Saturday, February 21, 2009

Bulabula iguana


from w
How did the iguana get from America to Fiji? And to a little island off the west coast of Vanua Levu? Who knows! But a new species has been found and called 'bulabula' which is nice. Their closest relatives are 5000 miles away! So I suppose Mr Charles Darwin would have an explanation for that. It's just over 200 years since his birth so a salute to him. The Fiji iguana is certainly prettier than it's long-lost cousin on the Galapagos islands which so fascinated Darwin on his travels. Another theory is that the lizard actually started from Mongolia and came down Asia and across to Fiji. This is suggested in a website called Fijian Crested Iguana.

I found some info in Science News on the net and a photo by PaddyRyan. On Geelong Visual Diary I put in some pictures based on the Fiji iguana.

Science News
New Pacific Iguana Discovered In Fiji

ScienceDaily (Sep. 22, 2008) — A new iguana has been discovered in the central regions of Fiji. The colorful new species, named Brachylophus bulabula, joins only two other living Pacific iguana species, one of which is critically endangered. The scientific name bulabula is a doubling of bula, the Fijian word for ‘hello,’ offering an even more enthusiastic greeting.
Green Iguana
Lizard
Conservation status
Endangered species
Pacific iguanas have almost disappeared as the result of human presence. Two species were eaten to extinction after people arrived nearly 3,000 years ago. The three living Brachylophus iguana species face threats from loss and alteration of their habitat, as well as from feral cats, mongooses and goats that eat iguanas or their food source.
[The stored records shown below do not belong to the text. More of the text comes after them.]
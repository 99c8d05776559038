//! Print the discovered axes of a variable in a NetCDF file.

use anyhow::{Context, Result};
use clap::Parser;
use std::path::PathBuf;

use gridclip::axis::{discover, AxisEntry};
use gridclip::data_loader::load_netcdf;
use gridclip::Dataset;

#[derive(Parser, Debug)]
#[command(name = "inspect_axes", about = "Show how gridclip maps a variable's dimensions to axes")]
struct Args {
    /// NetCDF file to inspect
    file: PathBuf,

    /// Variable whose axes to discover
    variable: String,

    /// Print the dimension map as JSON
    #[arg(long)]
    json: bool,
}

fn main() -> Result<()> {
    let args = Args::parse();

    let dataset = load_netcdf(&args.file)
        .with_context(|| format!("Failed to load {}", args.file.display()))?;
    let map = discover(&dataset, &args.variable)
        .with_context(|| format!("Failed to discover axes of '{}'", args.variable))?;

    if args.json {
        println!("{}", serde_json::to_string_pretty(&map)?);
        return Ok(());
    }

    println!("Inspecting variable: {}", args.variable);
    println!(
        "Dimensions: {}",
        dataset.get_dimension_names(&args.variable)?.join(", ")
    );

    println!("\nAxes:");
    for (tag, entry) in map.iter() {
        match entry {
            AxisEntry::Present { variable, bounds } => {
                let len = dataset
                    .get_variable(variable)
                    .and_then(|v| v.shape.first().copied())
                    .unwrap_or(0);
                println!(
                    "  {} = {} (len {}), bounds: {}",
                    tag,
                    variable,
                    len,
                    bounds.as_deref().unwrap_or("none")
                );
            }
            AxisEntry::Absent => println!("  {} = absent", tag),
        }
    }

    if !map.warnings().is_empty() {
        println!("\nWarnings:");
        for warning in map.warnings() {
            println!("  {}", warning);
        }
    }

    Ok(())
}
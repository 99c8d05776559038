//! # gridclip
//!
//! Derive cell geometries from gridded climate data and subset them against
//! arbitrary polygons.
//!
//! Given a NetCDF-style dataset and the name of a gridded variable, gridclip
//! discovers which dimensions are time, level, row and column, decodes their
//! coordinates, builds the grid of cell geometries and selects the cells that
//! intersect a query polygon.
//!
//! ## Architecture
//!
//! - **Data Layer**: [`dataset`] abstracts named variables and attributes;
//!   `data_loader` reads NetCDF files into memory
//! - **Axes**: [`axis`] maps dimensions to axes and decodes coordinates,
//!   including CF time
//! - **Grid**: [`grid`] builds cell envelopes and geometries; [`wrap`]
//!   converts between the -180..180 and 0..360 longitude conventions
//! - **Selection**: [`select`] filters cells against a query polygon
//!
//! ## Example
//!
//! ```no_run
//! use gridclip::{query, select::SelectOptions, Config, DatasetInterface};
//! # fn main() -> gridclip::Result<()> {
//! let dataset = gridclip::data_loader::load_netcdf(std::path::Path::new("tas.nc"))?;
//! let config = Config::default();
//! let iface = DatasetInterface::open(&dataset, "tas", &config.overrides)?;
//! let selection = iface.select(&query::parse_bbox("-10,-5,10,5")?, &SelectOptions::default())?;
//! println!("{} cells selected", selection.len());
//! # Ok(())
//! # }
//! ```

pub mod axis;
pub mod config;
#[cfg(feature = "netcdf")]
pub mod data_loader;
pub mod dataset;
pub mod error;
pub mod grid;
pub mod interface;
pub mod logging;
pub mod query;
pub mod select;
pub mod wrap;

pub use axis::{AxisEntry, AxisTag, AxisWarning, DimensionMap};
pub use config::{Config, Overrides, SelectionConfig};
pub use dataset::{AttributeValue, Dataset, Dimension, MemoryDataset, Metadata, Variable};
pub use error::{GridclipError, Result};
pub use grid::{Abstraction, Grid, Projection};
pub use interface::DatasetInterface;
pub use logging::{
    generate_operation_id, init_tracing, log_error, log_grid_stats, log_operation_end,
    log_operation_start, log_selection_stats, log_timed_operation,
};
pub use select::{select, select_all, SelectOptions, Selection, SpatialOperation};
pub use wrap::{Convention, WrapState};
“Our new understanding of the species diversity in this group is a first step in identifying conservation targets,” said Robert Fisher, a research zoologist at the U.S. Geological Survey in San Diego, and coauthor of a study on the new iguana with scientists from the Australian National University and Macquarie University in Australia.

An important study finding for conservation of the genetic diversity in these iguanas is that, with only one exception, each of the 13 islands where living iguanas were sampled showed at least one distinct iguana genetic line that was not seen elsewhere.

The Fiji crested iguana, Brachylophus vitiensis, is gone from many islands it once occupied and is now listed as Critically Endangered on the “Red List” of the International Union for Conservation of Nature. The IUCN is the largest global environmental network. “Unfortunately, this new study indicates that the other previously-identified Pacific iguana species, Brachyophus fasciatus, is probably critically endangered also,” Fisher said.

The mystery of how the Pacific iguanas originally arrived has long puzzled biologists and geographers. Their closest relatives are found nearly 5,000 miles away across the ocean in the New World.

“The distinctive Fijian iguanas are famous for their beauty and also their unusual occurrence in the middle of the Pacific Ocean because all of their closest relatives are in the Americas,” said Scott Keogh, an Associate Professor at the Australian National University in Canberra, Australia, and lead author of the study.